Records shown
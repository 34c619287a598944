//! Static OS and architecture tables for release filenames.
//!
//! Release assets name their platform with human-readable labels such as
//! `macOS` or `64bit`. These tables map those labels onto the identifiers
//! GoFish expects. Lookups are case-sensitive and return `None` for any label
//! not listed, leaving the caller to decide whether a miss is fatal.

use serde::Serialize;
use std::fmt;

/// Broad operating-system family, which selects the resource layout.
#[derive(Debug, Clone, Copy, PartialEq, Eq, Hash, Serialize)]
#[serde(rename_all = "lowercase")]
pub enum OsKind {
    /// Unix-like systems: Linux, macOS and the BSDs.
    Unix,
    /// Microsoft Windows.
    Windows,
}

impl OsKind {
    /// Return the canonical identifier for this kind.
    #[must_use]
    pub const fn as_str(self) -> &'static str {
        match self {
            Self::Unix => "unix",
            Self::Windows => "windows",
        }
    }
}

impl fmt::Display for OsKind {
    fn fmt(&self, f: &mut fmt::Formatter<'_>) -> fmt::Result {
        f.write_str(self.as_str())
    }
}

/// Taxonomy entry for one supported operating system.
///
/// `kind` and `food_name` are independent: macOS is a [`OsKind::Unix`] system
/// whose GoFish name is `darwin`.
#[derive(Debug, Clone, Copy, PartialEq, Eq, Hash, Serialize)]
pub struct OsInfo {
    /// The OS family.
    pub kind: OsKind,
    /// The short OS name used in food files.
    pub food_name: &'static str,
}

impl OsInfo {
    const fn unix(food_name: &'static str) -> Self {
        Self {
            kind: OsKind::Unix,
            food_name,
        }
    }

    const fn windows(food_name: &'static str) -> Self {
        Self {
            kind: OsKind::Windows,
            food_name,
        }
    }
}

/// OS names as they appear in release filenames.
const OS_TABLE: &[(&str, OsInfo)] = &[
    ("DragonFlyBSD", OsInfo::unix("dragonflybsd")),
    ("FreeBSD", OsInfo::unix("freebsd")),
    ("Linux", OsInfo::unix("linux")),
    ("NetBSD", OsInfo::unix("netbsd")),
    ("OpenBSD", OsInfo::unix("openbsd")),
    ("Windows", OsInfo::windows("windows")),
    ("macOS", OsInfo::unix("darwin")),
];

/// Architecture labels as they appear in release filenames.
const ARCH_TABLE: &[(&str, &str)] = &[
    ("32bit", "386"),
    ("64bit", "amd64"),
    ("ARM", "arm"),
    ("ARM64", "arm64"),
];

/// Look up the taxonomy entry for an OS name such as `"Linux"`.
///
/// # Examples
///
/// ```
/// use fish_feeder::taxonomy::{lookup_os, OsKind};
///
/// let info = lookup_os("macOS").expect("macOS is listed");
/// assert_eq!(info.kind, OsKind::Unix);
/// assert_eq!(info.food_name, "darwin");
/// assert!(lookup_os("Plan9").is_none());
/// ```
#[must_use]
pub fn lookup_os(name: &str) -> Option<OsInfo> {
    OS_TABLE
        .iter()
        .find(|(key, _)| *key == name)
        .map(|(_, info)| *info)
}

/// Look up the canonical identifier for an architecture label such as
/// `"64bit"`.
///
/// # Examples
///
/// ```
/// use fish_feeder::taxonomy::lookup_arch;
///
/// assert_eq!(lookup_arch("64bit"), Some("amd64"));
/// assert_eq!(lookup_arch("riscv64"), None);
/// ```
#[must_use]
pub fn lookup_arch(label: &str) -> Option<&'static str> {
    ARCH_TABLE
        .iter()
        .find(|(key, _)| *key == label)
        .map(|(_, arch)| *arch)
}

/// Iterate over every OS name the taxonomy recognises.
pub fn supported_os_names() -> impl Iterator<Item = &'static str> {
    OS_TABLE.iter().map(|(name, _)| *name)
}

/// Iterate over every architecture label the taxonomy recognises.
pub fn supported_arch_labels() -> impl Iterator<Item = &'static str> {
    ARCH_TABLE.iter().map(|(label, _)| *label)
}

Work to complete
Take every line above carrying "impl" and return it.

Solution for this problem
impl OsKind {
impl fmt::Display for OsKind {
impl OsInfo {
pub fn supported_os_names() -> impl Iterator<Item = &'static str> {
pub fn supported_arch_labels() -> impl Iterator<Item = &'static str> {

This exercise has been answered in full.